When a body moves in a circle, its motion is called as Circular Motion. When a body moves in a circular motion with a constant speed then this type of motion is called as **Uniform Circular Motion**. Consider different points lying on the blade of a ceiling fan as shown in the figure. If the fan rotates, then all such points will rotate together in circular motion with the same angular velocity which is denoted by ω (read as omega). This angular velocity is time dependent.

When at t = 0, the fan is switched on then its angular velocity i.e., ω = 0. , Initially the angular rotation covered is very small for an infinitesimal time interval\( t_1\). Therefore, angular velocity is also small, say ω = \(ω_1\). Gradually as the speed of the fan increases, this angular velocity also increases. Eventually as the fan attains its maximum speed, the angular velocity attained is also maximum and beyond this, it cannot be increased any further. Now if we look at the fan, the angular velocity of each of the point lying on the fan remains constant with time and such a circular motion where the angular velocity remains constant are examples of circular motion.

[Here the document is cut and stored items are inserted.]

//! Account entity and device collection management

use serde::{Deserialize, Serialize};
use std::collections::BTreeMap;

use super::device::{Device, DeviceId, MASTER_ID};

/// Account identifier - phone-number-like string
pub type AccountNumber = String;

/// One subscriber: registration state plus its devices.
///
/// Devices are indexed by identifier, so at most one device per identifier
/// can exist. The per-request authenticated device is deliberately not part
/// of this record; see [`super::auth::AuthenticatedAccount`].
#[derive(Serialize, Deserialize, Clone, Debug, Default, PartialEq, Eq)]
#[serde(rename_all = "camelCase", default)]
pub struct Account {
    number: AccountNumber,

    #[serde(with = "crate::encoding::device_set")]
    devices: BTreeMap<DeviceId, Device>,

    identity_key: Option<String>,

    // Profile
    #[serde(rename = "name")]
    profile_name: Option<String>,
    avatar: Option<String>,
    avatar_digest: Option<String>,

    // Registration lock
    pin: Option<String>,

    // Unidentified delivery
    #[serde(rename = "uak", with = "crate::encoding::base64_opt")]
    unidentified_access_key: Option<Vec<u8>>,
    #[serde(rename = "uua")]
    unrestricted_unidentified_access: bool,
}

impl Account {
    /// Create an empty account
    pub fn new() -> Self {
        Self::default()
    }

    /// Create a pre-populated account
    pub fn with_devices(
        number: impl Into<AccountNumber>,
        devices: impl IntoIterator<Item = Device>,
        unidentified_access_key: Option<Vec<u8>>,
    ) -> Self {
        let mut account = Self {
            number: number.into(),
            unidentified_access_key,
            ..Self::default()
        };
        for device in devices {
            account.add_device(device);
        }
        account
    }

    pub fn number(&self) -> &str {
        &self.number
    }

    pub fn set_number(&mut self, number: impl Into<AccountNumber>) {
        self.number = number.into();
    }

    // --- Devices ---

    /// Insert `device`, replacing any device with the same identifier
    pub fn add_device(&mut self, device: Device) {
        let id = device.id();
        if self.devices.insert(id, device).is_some() {
            tracing::debug!("Account {}: replaced device {}", self.number, id);
        }
    }

    /// Remove the device with `device_id`; absent identifiers are ignored
    pub fn remove_device(&mut self, device_id: DeviceId) -> Option<Device> {
        let removed = self.devices.remove(&device_id);
        if removed.is_some() {
            tracing::debug!("Account {}: removed device {}", self.number, device_id);
        }
        removed
    }

    pub fn device(&self, device_id: DeviceId) -> Option<&Device> {
        self.devices.get(&device_id)
    }

    pub fn device_mut(&mut self, device_id: DeviceId) -> Option<&mut Device> {
        self.devices.get_mut(&device_id)
    }

    /// The device holding the reserved master identifier, if registered
    pub fn master_device(&self) -> Option<&Device> {
        self.device(MASTER_ID)
    }

    /// Devices in ascending identifier order
    pub fn devices(&self) -> impl Iterator<Item = &Device> {
        self.devices.values()
    }

    pub fn devices_mut(&mut self) -> impl Iterator<Item = &mut Device> {
        self.devices.values_mut()
    }

    pub fn device_count(&self) -> usize {
        self.devices.len()
    }

    // --- Identity & profile ---

    pub fn identity_key(&self) -> Option<&str> {
        self.identity_key.as_deref()
    }

    pub fn set_identity_key(&mut self, identity_key: Option<String>) {
        self.identity_key = identity_key;
    }

    pub fn profile_name(&self) -> Option<&str> {
        self.profile_name.as_deref()
    }

    pub fn set_profile_name(&mut self, name: Option<String>) {
        self.profile_name = name;
    }

    pub fn avatar(&self) -> Option<&str> {
        self.avatar.as_deref()
    }

    pub fn set_avatar(&mut self, avatar: Option<String>) {
        self.avatar = avatar;
    }

    pub fn avatar_digest(&self) -> Option<&str> {
        self.avatar_digest.as_deref()
    }

    pub fn set_avatar_digest(&mut self, avatar_digest: Option<String>) {
        self.avatar_digest = avatar_digest;
    }

    pub fn pin(&self) -> Option<&str> {
        self.pin.as_deref()
    }

    pub fn set_pin(&mut self, pin: Option<String>) {
        self.pin = pin;
    }

    // --- Unidentified access ---

    pub fn unidentified_access_key(&self) -> Option<&[u8]> {
        self.unidentified_access_key.as_deref()
    }

    pub fn set_unidentified_access_key(&mut self, key: Option<Vec<u8>>) {
        self.unidentified_access_key = key;
    }

    pub fn is_unrestricted_unidentified_access(&self) -> bool {
        self.unrestricted_unidentified_access
    }

    pub fn set_unrestricted_unidentified_access(&mut self, unrestricted: bool) {
        self.unrestricted_unidentified_access = unrestricted;
    }
}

In the figure shown below, the points A,B,C and D have equal angular displacement for a given time. The path covered by them is circular with different radius but the angular velocity is same for every point on the fan at any instant of time.

In case of uniform circular motion, the speed is constant but velocity is changing every instant. If an object is moving in circular motion then it will also have an acceleration acting towards the centre due to which the object rotates about the centre. However, as this acceleration acts perpendicular to the velocity, it just alters the direction of the velocity, while its magnitude remains constant and, therefore, such an object is in uniform circular motion. This acceleration is centripetal acceleration (or radial acceleration), and the force acting towards the centre is called centripetal force. In case of uniform circular motion, the acceleration is:

\(a_r~=~\frac{v^2}{r}~=~ω^2 r\)

Since, F = ma

F = \(m \frac{v^2}{r} = m~ω^2r \)

This is not a special force which acts on the body; actually forces like tension or friction may be the cause of origination of centripetal force. When the vehicles turn on the roads, it is the frictional force between tires and ground which provides the required centripetal force for turning.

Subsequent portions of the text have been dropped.